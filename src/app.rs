use crate::config::{Config, Keybindings, matches_key};
use crate::controller::{Effect, SelectionController};
use crate::models::{Company, MessageId};
use chrono::NaiveDate;
use crossterm::event::{KeyCode, KeyEvent, MouseButton, MouseEvent, MouseEventKind};
use ratatui::layout::{Position, Rect};
use ratatui::style::Style;
use tui_textarea::TextArea;

#[derive(Debug, PartialEq, Eq, Clone, Copy, Default)]
pub enum FocusedPanel {
    Folders,
    #[default]
    Messages,
    Details,
}

#[derive(Debug, PartialEq, Eq, Clone, Copy, Default)]
pub enum UIMode {
    #[default]
    Browsing,
    Searching,
    PickingCompany,
    Tagging,
}

#[derive(Debug, PartialEq, Eq, Clone, Copy, Default)]
pub enum TagFocus {
    #[default]
    Palette,
    Input,
}

fn single_line_input<'a>(placeholder: &str) -> TextArea<'a> {
    let mut input = TextArea::default();
    input.set_cursor_line_style(Style::default());
    input.set_placeholder_text(placeholder);
    input
}

pub struct TagOverlay<'a> {
    pub message_id: MessageId,
    pub focus: TagFocus,
    pub cursor: usize,
    pub input: TextArea<'a>,
}

pub struct CompanyPicker<'a> {
    pub input: TextArea<'a>,
    pub cursor: usize,
}

impl<'a> CompanyPicker<'a> {
    pub fn query(&self) -> String {
        self.input.lines().join("")
    }
}

pub struct App<'a> {
    pub controller: SelectionController,
    pub keybindings: Keybindings,
    pub mode: UIMode,
    pub focused_panel: FocusedPanel,
    pub search_input: TextArea<'a>,
    pub company_picker: Option<CompanyPicker<'a>>,
    pub tag_overlay: Option<TagOverlay<'a>>,
    pub detail_scroll: u16,
    pub should_quit: bool,
    /// Screen area of each rendered message row and its index in the visible list.
    pub message_hitboxes: Vec<(Rect, usize)>,
}

impl<'a> App<'a> {
    pub fn new(config: &Config) -> Self {
        Self {
            controller: SelectionController::new(config),
            keybindings: config.keybindings.clone(),
            mode: UIMode::Browsing,
            focused_panel: FocusedPanel::Messages,
            search_input: single_line_input("Search"),
            company_picker: None,
            tag_overlay: None,
            detail_scroll: 0,
            should_quit: false,
            message_hitboxes: Vec::new(),
        }
    }

    /// Position of the selected message within the filtered list.
    pub fn selected_visible_index(&self) -> Option<usize> {
        let selected = self.controller.emails().selected_id()?;
        self.controller
            .visible_messages()
            .iter()
            .position(|m| m.id == selected)
    }

    pub fn company_suggestions(&self) -> Vec<Company> {
        match &self.company_picker {
            Some(picker) => self.controller.directory().search(&picker.query()),
            None => Vec::new(),
        }
    }

    pub fn handle_key(&mut self, key: KeyEvent, today: NaiveDate) -> Vec<Effect> {
        match self.mode {
            UIMode::Browsing => self.handle_browsing(key, today),
            UIMode::Searching => {
                self.handle_searching(key);
                Vec::new()
            }
            UIMode::PickingCompany => self.handle_company_picker(key),
            UIMode::Tagging => {
                self.handle_tagging(key);
                Vec::new()
            }
        }
    }

    /// A left click on a message row opens it, like pressing Enter on it.
    pub fn handle_mouse(&mut self, mouse: MouseEvent) -> Vec<Effect> {
        if self.mode != UIMode::Browsing
            || mouse.kind != MouseEventKind::Down(MouseButton::Left)
        {
            return Vec::new();
        }
        let hit = Position::new(mouse.column, mouse.row);
        let Some(index) = self
            .message_hitboxes
            .iter()
            .find(|(area, _)| area.contains(hit))
            .map(|(_, index)| *index)
        else {
            return Vec::new();
        };

        self.focused_panel = FocusedPanel::Messages;
        if Some(index) == self.selected_visible_index() {
            return Vec::new();
        }
        self.open_visible(index)
    }

    fn handle_browsing(&mut self, key: KeyEvent, today: NaiveDate) -> Vec<Effect> {
        let kb = &self.keybindings;

        if matches_key(key, &kb.quit) {
            self.should_quit = true;
        } else if matches_key(key, &kb.prev_panel) {
            self.focused_panel = match self.focused_panel {
                FocusedPanel::Details => FocusedPanel::Messages,
                FocusedPanel::Messages => FocusedPanel::Folders,
                FocusedPanel::Folders => FocusedPanel::Folders,
            };
        } else if matches_key(key, &kb.next_panel) {
            self.focused_panel = match self.focused_panel {
                FocusedPanel::Folders => FocusedPanel::Messages,
                FocusedPanel::Messages => FocusedPanel::Details,
                FocusedPanel::Details => FocusedPanel::Details,
            };
        } else if matches_key(key, &kb.move_down) {
            return self.move_cursor(1);
        } else if matches_key(key, &kb.move_up) {
            return self.move_cursor(-1);
        } else if matches_key(key, &kb.open) {
            if self.focused_panel == FocusedPanel::Messages {
                let index = self.selected_visible_index().unwrap_or(0);
                return self.open_visible(index);
            }
        } else if matches_key(key, &kb.search) {
            self.mode = UIMode::Searching;
            self.focused_panel = FocusedPanel::Messages;
        } else if matches_key(key, &kb.pick_company) {
            self.company_picker = Some(CompanyPicker {
                input: single_line_input("Search companies"),
                cursor: 0,
            });
            self.mode = UIMode::PickingCompany;
        } else if matches_key(key, &kb.clear_company) {
            return self.controller.clear_company();
        } else if matches_key(key, &kb.manage_tags) {
            if let Some(message) = self.controller.shown_message() {
                self.tag_overlay = Some(TagOverlay {
                    message_id: message.id,
                    focus: TagFocus::Palette,
                    cursor: 0,
                    input: single_line_input("Enter tag"),
                });
                self.mode = UIMode::Tagging;
            }
        } else if matches_key(key, &kb.process) {
            return self.controller.process_selected(today);
        }
        Vec::new()
    }

    fn move_cursor(&mut self, delta: isize) -> Vec<Effect> {
        match self.focused_panel {
            FocusedPanel::Folders => {
                let current = self.controller.folder_index();
                let last = self.controller.folders().len().saturating_sub(1);
                let next = current.saturating_add_signed(delta).min(last);
                self.detail_scroll = 0;
                self.controller.select_folder(next)
            }
            FocusedPanel::Messages => {
                let len = self.controller.visible_messages().len();
                if len == 0 {
                    return Vec::new();
                }
                let next = match self.selected_visible_index() {
                    Some(current) => current.saturating_add_signed(delta).min(len - 1),
                    None => 0,
                };
                if Some(next) == self.selected_visible_index() {
                    return Vec::new();
                }
                self.open_visible(next)
            }
            FocusedPanel::Details => {
                self.detail_scroll = self.detail_scroll.saturating_add_signed(delta as i16);
                Vec::new()
            }
        }
    }

    fn open_visible(&mut self, index: usize) -> Vec<Effect> {
        let Some(id) = self.controller.visible_messages().get(index).map(|m| m.id) else {
            return Vec::new();
        };
        self.detail_scroll = 0;
        self.controller.open_message(id)
    }

    fn handle_searching(&mut self, key: KeyEvent) {
        match key.code {
            KeyCode::Enter => self.mode = UIMode::Browsing,
            KeyCode::Esc => {
                self.search_input = single_line_input("Search");
                self.controller.set_search_text("");
                self.mode = UIMode::Browsing;
            }
            _ => {
                self.search_input.input(key);
                let text = self.search_input.lines().join("");
                self.controller.set_search_text(&text);
            }
        }
    }

    fn handle_company_picker(&mut self, key: KeyEvent) -> Vec<Effect> {
        let suggestions = self.company_suggestions();
        let Some(picker) = self.company_picker.as_mut() else {
            self.mode = UIMode::Browsing;
            return Vec::new();
        };

        match key.code {
            KeyCode::Esc => {
                self.company_picker = None;
                self.mode = UIMode::Browsing;
            }
            KeyCode::Down => {
                if picker.cursor + 1 < suggestions.len() {
                    picker.cursor += 1;
                }
            }
            KeyCode::Up => picker.cursor = picker.cursor.saturating_sub(1),
            KeyCode::Enter => {
                if let Some(company) = suggestions.get(picker.cursor).cloned() {
                    self.company_picker = None;
                    self.mode = UIMode::Browsing;
                    self.focused_panel = FocusedPanel::Messages;
                    return self.controller.select_company(company);
                }
            }
            _ => {
                picker.input.input(key);
                picker.cursor = 0;
            }
        }
        Vec::new()
    }

    fn handle_tagging(&mut self, key: KeyEvent) {
        let Some(overlay) = self.tag_overlay.as_mut() else {
            self.mode = UIMode::Browsing;
            return;
        };
        let tags = self.controller.tags_mut();

        match (overlay.focus, key.code) {
            (_, KeyCode::Esc) => {
                self.tag_overlay = None;
                self.mode = UIMode::Browsing;
            }
            (TagFocus::Palette, KeyCode::Tab) => overlay.focus = TagFocus::Input,
            (TagFocus::Input, KeyCode::Tab | KeyCode::BackTab) => {
                overlay.focus = TagFocus::Palette
            }
            (TagFocus::Palette, KeyCode::Down | KeyCode::Char('j')) => {
                if overlay.cursor + 1 < tags.palette().len() {
                    overlay.cursor += 1;
                }
            }
            (TagFocus::Palette, KeyCode::Up | KeyCode::Char('k')) => {
                overlay.cursor = overlay.cursor.saturating_sub(1)
            }
            (TagFocus::Palette, KeyCode::Enter | KeyCode::Char(' ')) => {
                if let Some(tag) = tags.palette().get(overlay.cursor).cloned() {
                    tags.toggle_tag(overlay.message_id, &tag);
                }
            }
            (TagFocus::Input, KeyCode::Enter) => {
                let tag = overlay.input.lines().join("");
                if tags.add_custom_tag(&tag) {
                    overlay.cursor = tags.palette().len() - 1;
                }
                overlay.input = single_line_input("Enter tag");
            }
            (TagFocus::Input, _) => {
                overlay.input.input(key);
            }
            _ => {}
        }
    }
}
impl SelectionController {
    pub fn new(config: &Config) -> Self {
        let folders = Folder::defaults();
        let folder_index = folders.iter().position(Folder::is_inbox).unwrap_or(0);
        Self {
            folders,
            folder_index,
            company: None,
            search_text: String::new(),
            detail: DetailPane::Empty,
            detail_seq: 0,
            keep_results_on_company_clear: config.behavior.keep_results_on_company_clear,
            directory: DirectoryLookup::default(),
            emails: EmailStore::default(),
            tags: TagStore::new(config.tags.predefined.iter().cloned()),
            process: ProcessAction::new(
                config.behavior.process_date_encoding,
                config.api.process_endpoint.clone(),
            ),
        }
    }

    /// Effects to run once when the view comes up.
    pub fn start(&mut self) -> Vec<Effect> {
        vec![Effect::RefreshDirectory]
    }

    pub fn select_folder(&mut self, index: usize) -> Vec<Effect> {
        if index >= self.folders.len() || index == self.folder_index {
            return Vec::new();
        }
        self.folder_index = index;
        debug!(folder = %self.folders[index].id, "Folder changed");
        self.reload()
    }

    /// Choosing a company always switches to the Inbox.
    pub fn select_company(&mut self, company: Company) -> Vec<Effect> {
        debug!(company = %company.id, "Company selected");
        self.company = Some(company);
        if let Some(inbox) = self.folders.iter().position(Folder::is_inbox) {
            self.folder_index = inbox;
        }
        self.reload()
    }

    pub fn clear_company(&mut self) -> Vec<Effect> {
        if self.company.take().is_none() {
            return Vec::new();
        }
        debug!(
            keep = self.keep_results_on_company_clear,
            "Company cleared"
        );
        if !self.keep_results_on_company_clear {
            self.emails.invalidate();
            self.detail = DetailPane::Empty;
        }
        Vec::new()
    }

    /// Selects a message and fetches its detail.
    pub fn open_message(&mut self, id: MessageId) -> Vec<Effect> {
        if !self.emails.select(id) {
            return Vec::new();
        }
        let Some(message) = self.emails.get(id).cloned() else {
            return Vec::new();
        };
        self.detail_seq += 1;
        self.detail = DetailPane::Loading {
            seq: self.detail_seq,
            id,
        };
        self.process.reset();
        vec![Effect::LoadDetail {
            seq: self.detail_seq,
            message,
        }]
    }

    pub fn set_search_text(&mut self, text: &str) {
        self.search_text = text.to_string();
    }

    /// Snapshots the shown message and company URL and starts a process call.
    pub fn process_selected(&mut self, today: NaiveDate) -> Vec<Effect> {
        let Some(message) = self.shown_message().cloned() else {
            return Vec::new();
        };
        let selection = self.selection();
        self.process
            .begin(&message, selection.company_base_url.as_deref(), today)
            .map(Effect::Process)
            .into_iter()
            .collect()
    }

    pub fn apply(&mut self, outcome: Outcome) {
        match outcome {
            Outcome::Directory(directory) => self.directory = directory,
            Outcome::Emails { seq, result } => {
                if self.emails.finish_load(seq, result) {
                    self.detail = self
                        .emails
                        .selected()
                        .cloned()
                        .map_or(DetailPane::Empty, DetailPane::Ready);
                }
            }
            Outcome::Detail { seq, result } => {
                let DetailPane::Loading { seq: pending, id } = self.detail else {
                    return;
                };
                if pending != seq {
                    debug!(seq, pending, "Dropping stale detail response");
                    return;
                }
                self.detail = match result {
                    Ok(message) if message.id == id => DetailPane::Ready(message),
                    Ok(_) | Err(_) => {
                        warn!(id, "Detail fetch failed, showing list snapshot");
                        self.emails
                            .get(id)
                            .cloned()
                            .map_or(DetailPane::Empty, DetailPane::Ready)
                    }
                };
            }
            Outcome::Processed { message_id, result } => {
                self.process
                    .finish(message_id, self.emails.selected_id(), result)
            }
        }
    }

    fn reload(&mut self) -> Vec<Effect> {
        self.detail = DetailPane::Empty;
        self.process.reset();

        let folder = &self.folders[self.folder_index];
        let company_id = self.company.as_ref().map(|c| c.id.as_str());
        match (self.emails.request(folder, company_id), company_id) {
            (Some(seq), Some(company_id)) => vec![Effect::LoadEmails {
                seq,
                company_id: company_id.to_string(),
            }],
            _ => Vec::new(),
        }
    }

    /// The message rendered in the detail pane, `None` while its detail is loading.
    pub fn shown_message(&self) -> Option<&Message> {
        match &self.detail {
            DetailPane::Ready(message) => Some(message),
            _ => None,
        }
    }

    pub fn visible_messages(&self) -> Vec<&Message> {
        self.emails.filter(&self.search_text)
    }

    pub fn selection(&self) -> Selection {
        Selection {
            folder: self.folder().id.clone(),
            company_id: self.company.as_ref().map(|c| c.id.clone()),
            company_base_url: self.company.as_ref().map(|c| c.base_url.clone()),
            selected_message_id: self.emails.selected_id(),
            search_text: self.search_text.clone(),
        }
    }

    pub fn folder(&self) -> &Folder {
        &self.folders[self.folder_index]
    }

    pub fn folders(&self) -> &[Folder] {
        &self.folders
    }

    pub fn folder_index(&self) -> usize {
        self.folder_index
    }

    pub fn company(&self) -> Option<&Company> {
        self.company.as_ref()
    }

    pub fn detail(&self) -> &DetailPane {
        &self.detail
    }

    pub fn directory(&self) -> &DirectoryLookup {
        &self.directory
    }

    pub fn emails(&self) -> &EmailStore {
        &self.emails
    }

    pub fn tags(&self) -> &TagStore {
        &self.tags
    }

    pub fn tags_mut(&mut self) -> &mut TagStore {
        &mut self.tags
    }

    pub fn process(&self) -> &ProcessAction {
        &self.process
    }
}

____________________

• **WORK TO COMPLETE**
Your task is to reproduce exactly the lines that begin at the line containing "detail is loading." and end at the final line of the data above.

• **SOLUTION TO THE PROBLEM**
    /// The message rendered in the detail pane, `None` while its detail is loading.
    pub fn shown_message(&self) -> Option<&Message> {
        match &self.detail {
            DetailPane::Ready(message) => Some(message),
            _ => None,
        }
    }

    pub fn visible_messages(&self) -> Vec<&Message> {
        self.emails.filter(&self.search_text)
    }

    pub fn selection(&self) -> Selection {
        Selection {
            folder: self.folder().id.clone(),
            company_id: self.company.as_ref().map(|c| c.id.clone()),
            company_base_url: self.company.as_ref().map(|c| c.base_url.clone()),
            selected_message_id: self.emails.selected_id(),
            search_text: self.search_text.clone(),
        }
    }

    pub fn folder(&self) -> &Folder {
        &self.folders[self.folder_index]
    }

    pub fn folders(&self) -> &[Folder] {
        &self.folders
    }

    pub fn folder_index(&self) -> usize {
        self.folder_index
    }

    pub fn company(&self) -> Option<&Company> {
        self.company.as_ref()
    }

    pub fn detail(&self) -> &DetailPane {
        &self.detail
    }

    pub fn directory(&self) -> &DirectoryLookup {
        &self.directory
    }

    pub fn emails(&self) -> &EmailStore {
        &self.emails
    }

    pub fn tags(&self) -> &TagStore {
        &self.tags
    }

    pub fn tags_mut(&mut self) -> &mut TagStore {
        &mut self.tags
    }

    pub fn process(&self) -> &ProcessAction {
        &self.process
    }
}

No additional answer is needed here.